Pancreatic acinar cells display stereotypic Ca2+ waves resulting from Ca2+ release from internal stores during stimulation. The Ca2+ waves are initiated at the luminal pole, and, at high agonist concentrations, spread towards the basal pole. Two key mechanisms behind the generation of Ca2+ waves have been identified. First, the Ca2+ waves are composite, mediated by three distinct Ca2+ release mechanisms with a polarized distribution: high-sensitivity inositol 1,4,5-trisphosphate (InsP3) receptors at a small trigger zone (T zone) in the secretory granule area, Ca(2+)-induced Ca2+ release channels in the granular area and low-sensitivity InsP3 receptors in the basal area.

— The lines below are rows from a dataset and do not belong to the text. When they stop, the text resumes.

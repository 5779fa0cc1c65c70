//! Risk Treatment Controller
//!
//! Controls are scored on write and the parent assessment's residual risk is
//! recomputed after every control create, update or delete, so the stored
//! residual never lags behind the attached controls.

use crate::{ContinuityError, ContinuityResult, SharedStorage};
use chrono::Utc;
use continuity_scoring::{residual_risk, score_control};
use continuity_types::{
    ControlAttributes, EntityKind, RiskAssessment, RiskAssessmentId, RiskControl, RiskControlId,
    TenantId, RISK_SCALE_MAX, RISK_SCALE_MIN,
};
use serde::{Deserialize, Serialize};

#[derive(Debug, Clone, Serialize, Deserialize)]
#[serde(rename_all = "camelCase")]
pub struct NewRiskAssessment {
    pub title: String,
    pub probability_before: u32,
    pub impact_before: u32,
}

#[derive(Debug, Clone, Serialize, Deserialize)]
#[serde(rename_all = "camelCase")]
pub struct NewControl {
    pub risk_assessment_id: RiskAssessmentId,
    pub description: String,
    #[serde(flatten)]
    pub attributes: ControlAttributes,
}

#[derive(Debug, Clone, Serialize, Deserialize)]
#[serde(rename_all = "camelCase")]
pub struct ControlUpdate {
    #[serde(default)]
    pub description: Option<String>,
    #[serde(flatten)]
    pub attributes: ControlAttributes,
}

#[derive(Clone)]
pub struct RiskTreatment {
    storage: SharedStorage,
}

impl RiskTreatment {
    pub fn new(storage: SharedStorage) -> Self {
        Self { storage }
    }

    pub async fn create_assessment(
        &self,
        tenant: &TenantId,
        request: NewRiskAssessment,
    ) -> ContinuityResult<RiskAssessment> {
        if request.title.trim().is_empty() {
            return Err(ContinuityError::validation(
                EntityKind::RiskAssessment,
                "",
                "risk title must not be blank",
            ));
        }
        check_scale("probabilityBefore", request.probability_before)?;
        check_scale("impactBefore", request.impact_before)?;

        let assessment = RiskAssessment::new(
            tenant.clone(),
            request.title,
            request.probability_before,
            request.impact_before,
            Utc::now(),
        );
        self.storage
            .insert_risk_assessment(assessment.clone())
            .await
            .map_err(|e| ContinuityError::from_storage(EntityKind::RiskAssessment, &assessment.id, e))?;

        tracing::info!(
            tenant = %tenant,
            risk_id = %assessment.id,
            score_before = assessment.score_before,
            "Risk assessment created"
        );
        Ok(assessment)
    }

    pub async fn get_assessment(
        &self,
        tenant: &TenantId,
        id: &RiskAssessmentId,
    ) -> ContinuityResult<RiskAssessment> {
        self.storage
            .get_risk_assessment(tenant, id)
            .await?
            .ok_or_else(|| ContinuityError::not_found(EntityKind::RiskAssessment, id))
    }

    /// Score and attach a control, then refresh the residual risk
    pub async fn create_control(&self, tenant: &TenantId, request: NewControl) -> ContinuityResult<RiskControl> {
        if request.description.trim().is_empty() {
            return Err(ContinuityError::validation(
                EntityKind::RiskControl,
                "",
                "control description must not be blank",
            ));
        }
        let assessment = self.get_assessment(tenant, &request.risk_assessment_id).await?;

        let scored = score_control(&request.attributes);
        let control = RiskControl::new(
            tenant.clone(),
            assessment.id.clone(),
            request.description,
            request.attributes,
            scored,
            Utc::now(),
        );
        self.storage
            .insert_control(control.clone())
            .await
            .map_err(|e| ContinuityError::from_storage(EntityKind::RiskControl, &control.id, e))?;

        tracing::info!(
            tenant = %tenant,
            risk_id = %assessment.id,
            control_id = %control.id,
            score = control.score,
            quadrants = control.reduction_quadrants,
            "Risk control created"
        );
        self.calculate_residual_risk(tenant, &assessment.id).await?;
        Ok(control)
    }

    /// Replace a control's attributes and re-score it
    pub async fn update_control(
        &self,
        tenant: &TenantId,
        id: &RiskControlId,
        update: ControlUpdate,
    ) -> ContinuityResult<RiskControl> {
        let mut control = self
            .storage
            .get_control(tenant, id)
            .await?
            .ok_or_else(|| ContinuityError::not_found(EntityKind::RiskControl, id))?;

        if let Some(description) = update.description {
            if description.trim().is_empty() {
                return Err(ContinuityError::validation(
                    EntityKind::RiskControl,
                    id,
                    "control description must not be blank",
                ));
            }
            control.description = description;
        }
        let scored = score_control(&update.attributes);
        control.attributes = update.attributes;
        control.score = scored.score;
        control.reduction_quadrants = scored.quadrants;
        control.updated_at = Utc::now();

        self.storage
            .replace_control(control.clone())
            .await
            .map_err(|e| ContinuityError::from_storage(EntityKind::RiskControl, id, e))?;

        tracing::info!(
            tenant = %tenant,
            control_id = %id,
            score = control.score,
            quadrants = control.reduction_quadrants,
            "Risk control updated"
        );
        self.calculate_residual_risk(tenant, &control.risk_assessment_id)
            .await?;
        Ok(control)
    }

    /// Detach a control and refresh the residual risk it contributed to
    pub async fn delete_control(&self, tenant: &TenantId, id: &RiskControlId) -> ContinuityResult<RiskControl> {
        let control = self
            .storage
            .delete_control(tenant, id)
            .await?
            .ok_or_else(|| ContinuityError::not_found(EntityKind::RiskControl, id))?;

        tracing::info!(tenant = %tenant, control_id = %id, "Risk control deleted");
        self.calculate_residual_risk(tenant, &control.risk_assessment_id)
            .await?;
        Ok(control)
    }

    /// Recompute and persist residual probability, impact and score.
    ///
    /// Derived purely from the inherent values and the attached controls,
    /// so repeated calls yield the same result. An unchanged residual is
    /// not written again.
    pub async fn calculate_residual_risk(
        &self,
        tenant: &TenantId,
        risk_id: &RiskAssessmentId,
    ) -> ContinuityResult<RiskAssessment> {
        let assessment = self.get_assessment(tenant, risk_id).await?;
        let controls = self.storage.list_controls(tenant, risk_id).await?;

        let residual = residual_risk(
            assessment.probability_before,
            assessment.impact_before,
            controls.iter().map(|c| c.reduction_quadrants),
        );
        if assessment.residual() == residual {
            return Ok(assessment);
        }

        let updated = self
            .storage
            .update_residual(tenant, risk_id, residual, Utc::now())
            .await
            .map_err(|e| ContinuityError::from_storage(EntityKind::RiskAssessment, risk_id, e))?;

        tracing::debug!(
            risk_id = %risk_id,
            controls = controls.len(),
            probability_after = residual.probability,
            impact_after = residual.impact,
            score_after = residual.score,
            "Residual risk recalculated"
        );
        Ok(updated)
    }

    pub async fn controls_for(
        &self,
        tenant: &TenantId,
        risk_id: &RiskAssessmentId,
    ) -> ContinuityResult<Vec<RiskControl>> {
        self.get_assessment(tenant, risk_id).await?;
        Ok(self.storage.list_controls(tenant, risk_id).await?)
    }
}

fn check_scale(field: &str, value: u32) -> ContinuityResult<()> {
    if (RISK_SCALE_MIN..=RISK_SCALE_MAX).contains(&value) {
        Ok(())
    } else {
        Err(ContinuityError::validation(
            EntityKind::RiskAssessment,
            "",
            format!("{field} must be between {RISK_SCALE_MIN} and {RISK_SCALE_MAX}, got {value}"),
        ))
    }
}

#[cfg(test)]
mod tests {
    use super::*;
    use continuity_storage::InMemoryContinuityStorage;
    use continuity_types::{
        ApplicationCriteria, Automation, ControlType, Documentation, Effectiveness,
    };
    use std::sync::Arc;

    fn treatment() -> RiskTreatment {
        RiskTreatment::new(Arc::new(InMemoryContinuityStorage::new()))
    }

    fn acme() -> TenantId {
        TenantId::new("acme")
    }

    fn strongest() -> ControlAttributes {
        ControlAttributes {
            control_type: ControlType::Preventive,
            application_criteria: ApplicationCriteria::Always,
            documentation: Documentation::Yes,
            effectiveness: Effectiveness::Effective,
            automation: Automation::Automatic,
        }
    }

    /// 8 + 10 + 15 + 25 + 15 = 73, one quadrant
    fn moderate() -> ControlAttributes {
        ControlAttributes {
            control_type: ControlType::Detective,
            application_criteria: ApplicationCriteria::Always,
            documentation: Documentation::Yes,
            effectiveness: Effectiveness::NeedsImprovement,
            automation: Automation::Automatic,
        }
    }

    async fn assessment(risk: &RiskTreatment, p: u32, i: u32) -> RiskAssessment {
        risk.create_assessment(
            &acme(),
            NewRiskAssessment {
                title: "Primary site outage".into(),
                probability_before: p,
                impact_before: i,
            },
        )
        .await
        .unwrap()
    }

    fn control(risk_id: &RiskAssessmentId, attributes: ControlAttributes) -> NewControl {
        NewControl {
            risk_assessment_id: risk_id.clone(),
            description: "Hot standby".into(),
            attributes,
        }
    }

    #[tokio::test]
    async fn test_create_control_scores_and_recomputes() {
        let risk = treatment();
        let a = assessment(&risk, 3, 5).await;

        let c = risk.create_control(&acme(), control(&a.id, strongest())).await.unwrap();
        assert_eq!(c.score, 100);
        assert_eq!(c.reduction_quadrants, 2);

        let refreshed = risk.get_assessment(&acme(), &a.id).await.unwrap();
        assert_eq!(refreshed.probability_after, 1);
        assert_eq!(refreshed.impact_after, 5);
        assert_eq!(refreshed.score_after, 5);
        assert_eq!(refreshed.score_before, 15);
    }

    #[tokio::test]
    async fn test_three_quadrants_reduce_both_axes() {
        let risk = treatment();
        let a = assessment(&risk, 3, 5).await;
        risk.create_control(&acme(), control(&a.id, strongest())).await.unwrap();
        risk.create_control(&acme(), control(&a.id, moderate())).await.unwrap();

        let residual = risk.calculate_residual_risk(&acme(), &a.id).await.unwrap();
        assert_eq!(
            (residual.probability_after, residual.impact_after, residual.score_after),
            (1, 4, 4)
        );

        let again = risk.calculate_residual_risk(&acme(), &a.id).await.unwrap();
        assert_eq!(again.score_after, residual.score_after);
        assert_eq!(again.updated_at, residual.updated_at);
    }

    #[tokio::test]
    async fn test_update_and_delete_refresh_residual() {
        let risk = treatment();
        let a = assessment(&risk, 4, 4).await;
        let c = risk.create_control(&acme(), control(&a.id, moderate())).await.unwrap();
        assert_eq!(risk.get_assessment(&acme(), &a.id).await.unwrap().score_after, 12);

        risk.update_control(
            &acme(),
            &c.id,
            ControlUpdate {
                description: None,
                attributes: strongest(),
            },
        )
        .await
        .unwrap();
        assert_eq!(risk.get_assessment(&acme(), &a.id).await.unwrap().score_after, 8);

        risk.delete_control(&acme(), &c.id).await.unwrap();
        let after = risk.get_assessment(&acme(), &a.id).await.unwrap();
        assert_eq!(after.score_after, after.score_before);
        assert!(risk.controls_for(&acme(), &a.id).await.unwrap().is_empty());
    }

    #[tokio::test]
    async fn test_assessment_scale_is_validated() {
        let risk = treatment();
        let err = risk
            .create_assessment(
                &acme(),
                NewRiskAssessment {
                    title: "Flood".into(),
                    probability_before: 0,
                    impact_before: 3,
                },
            )
            .await
            .unwrap_err();
        assert!(matches!(err, ContinuityError::Validation { .. }));
    }

    #[tokio::test]
    async fn test_control_on_missing_assessment_is_not_found() {
        let risk = treatment();
        let err = risk
            .create_control(&acme(), control(&RiskAssessmentId::new("nope"), strongest()))
            .await
            .unwrap_err();
        assert!(matches!(err, ContinuityError::NotFound { entity: EntityKind::RiskAssessment, .. }));
    }
}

Second, InsP3 can readily diffuse in the cytosol, whereas rises in cytosolic Ca2+ concentration ([Ca2+]i) can be confined through strong buffering and sequestration of Ca2+. InsP3 is thus used as a long-range messenger to transmit agonist signals to the T zone, and [Ca2+]i rises at the T zone are used as a local switch. These mechanisms enable preferential activation of the T zone, irrespective of localization of stimuli and agonist receptors. The secretion of enzymes and fluid is a direct consequence of [Ca2+]i rises at the T zone. The Ca2+ waves and oscillations probably boost the T zone functions.